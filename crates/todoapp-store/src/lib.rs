//! Client-side todo store.
//!
//! Holds the canonical list of todos, keeps it in step with the remote task
//! API through a [`TodoGateway`], and derives the filtered views and counts
//! the UI renders.

pub mod config;
pub mod error;
pub mod gateway;
pub mod http;
pub mod query;
pub mod store;

pub use config::{ClientConfig, ConfigError};
pub use error::{StoreError, normalize_error};
pub use gateway::{GatewayError, GatewayResult, ListPage, TodoGateway};
pub use http::HttpGateway;
pub use store::{Phase, StoreState, TodoStore};
//! The running order summary shown back to the user.

use std::fmt;

use crate::models::{OrderDetails, Skip, VAT_RATE_PERCENT};

use super::datetime::LocalDate;

/// Money amount in pence, displayed as pounds with two decimal places.
pub struct Pounds(pub u64);

impl fmt::Display for Pounds {
    fn fmt(&self, f: &mut fmt::Formatter<'_>) -> fmt::Result {
        write!(f, "£{}.{:02}", self.0 / 100, self.0 % 100)
    }
}

/// Markdown summary of everything captured so far in the order.
///
/// Only sections with data are rendered, so the summary grows as the user
/// progresses through the steps. Used both as the running footer summary
/// and as the final order review at payment.
pub struct OrderSummary<'a>(pub &'a OrderDetails);

impl fmt::Display for OrderSummary<'_> {
    fn fmt(&self, f: &mut fmt::Formatter<'_>) -> fmt::Result {
        let order = self.0;
        writeln!(f, "# Order Summary")?;

        if let Some(address) = order.formatted_address() {
            writeln!(f)?;
            writeln!(f, "**Delivery Address**: {address}")?;
            if let Some(postcode) = &order.postcode {
                writeln!(f, "**Postcode**: {postcode}")?;
            }
        } else if let Some(postcode) = &order.postcode {
            writeln!(f)?;
            writeln!(f, "**Postcode**: {postcode}")?;
        }

        if !order.waste_types.is_empty() {
            let names: Vec<String> =
                order.waste_types.iter().map(|w| w.label().to_string()).collect();
            writeln!(f)?;
            writeln!(f, "**Waste Types**: {}", names.join(", "))?;
        }

        if let Some(size) = order.skip_size {
            let skip = Skip::for_size(size);
            writeln!(f)?;
            match order.skip_price {
                Some(price) => writeln!(f, "**Skip**: {size} - £{price} ({})", skip.period)?,
                None => writeln!(f, "**Skip**: {size} ({})", skip.period)?,
            }
        }

        if let Some(location) = order.skip_location {
            writeln!(f)?;
            writeln!(f, "**Placement**: {location}")?;
        }

        if let Some(delivery) = &order.delivery_date {
            writeln!(f)?;
            writeln!(f, "**Delivery Date**: {}", LocalDate(delivery))?;
            if let Some(collection) = &order.collection_date {
                writeln!(f, "**Collection Date**: {}", LocalDate(collection))?;
            }
        }

        if let (Some(net), Some(vat), Some(total)) =
            (order.subtotal_pence(), order.vat_pence(), order.total_pence())
        {
            writeln!(f)?;
            writeln!(f, "**Subtotal**: {}", Pounds(net))?;
            writeln!(f, "**VAT ({VAT_RATE_PERCENT}%)**: {}", Pounds(vat))?;
            writeln!(f, "**Total**: {}", Pounds(total))?;
        }

        Ok(())
    }
}

#[cfg(test)]
mod tests {
    use jiff::civil::date;

    use crate::models::{collection_for, SkipLocation, SkipSize, WasteType};

    use super::*;

    #[test]
    fn test_pounds_formatting() {
        assert_eq!(format!("{}", Pounds(39_720)), "£397.20");
        assert_eq!(format!("{}", Pounds(33_100)), "£331.00");
        assert_eq!(format!("{}", Pounds(5)), "£0.05");
    }

    #[test]
    fn test_empty_order_renders_header_only() {
        let order = OrderDetails::default();
        let output = format!("{}", OrderSummary(&order));
        assert!(output.contains("# Order Summary"));
        assert!(!output.contains("**Skip**"));
        assert!(!output.contains("**Total**"));
    }

    #[test]
    fn test_full_order_summary() {
        let delivery = date(2026, 12, 20);
        let order = OrderDetails {
            postcode: Some("NR32 1AB".to_string()),
            city: Some("Lowestoft".to_string()),
            street: Some("High Street".to_string()),
            house_number: Some("12".to_string()),
            waste_types: vec![WasteType::Household, WasteType::Garden],
            skip_size: Some(SkipSize::Yard8),
            skip_price: Some(331),
            skip_location: Some(SkipLocation::Private),
            placement_photo: None,
            delivery_date: Some(delivery),
            collection_date: Some(collection_for(delivery)),
        };

        let output = format!("{}", OrderSummary(&order));
        assert!(output.contains("**Delivery Address**: 12 High Street, Lowestoft"));
        assert!(output.contains("**Waste Types**: Household Waste, Garden Waste"));
        assert!(output.contains("**Skip**: 8 Yard Skip - £331 (14 day hire period)"));
        assert!(output.contains("**Placement**: Private Property (No permit required)"));
        assert!(output.contains("**Delivery Date**: Sunday, 20 December 2026"));
        assert!(output.contains("**Collection Date**: Sunday, 3 January 2027"));
        assert!(output.contains("**VAT (20%)**: £66.20"));
        assert!(output.contains("**Total**: £397.20"));
    }
}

* _What the task requires_: For the word "Private", show every line of the entries that holds it.

* _Response for this exercise_:
            skip_location: Some(SkipLocation::Private),
        assert!(output.contains("**Placement**: Private Property (No permit required)"));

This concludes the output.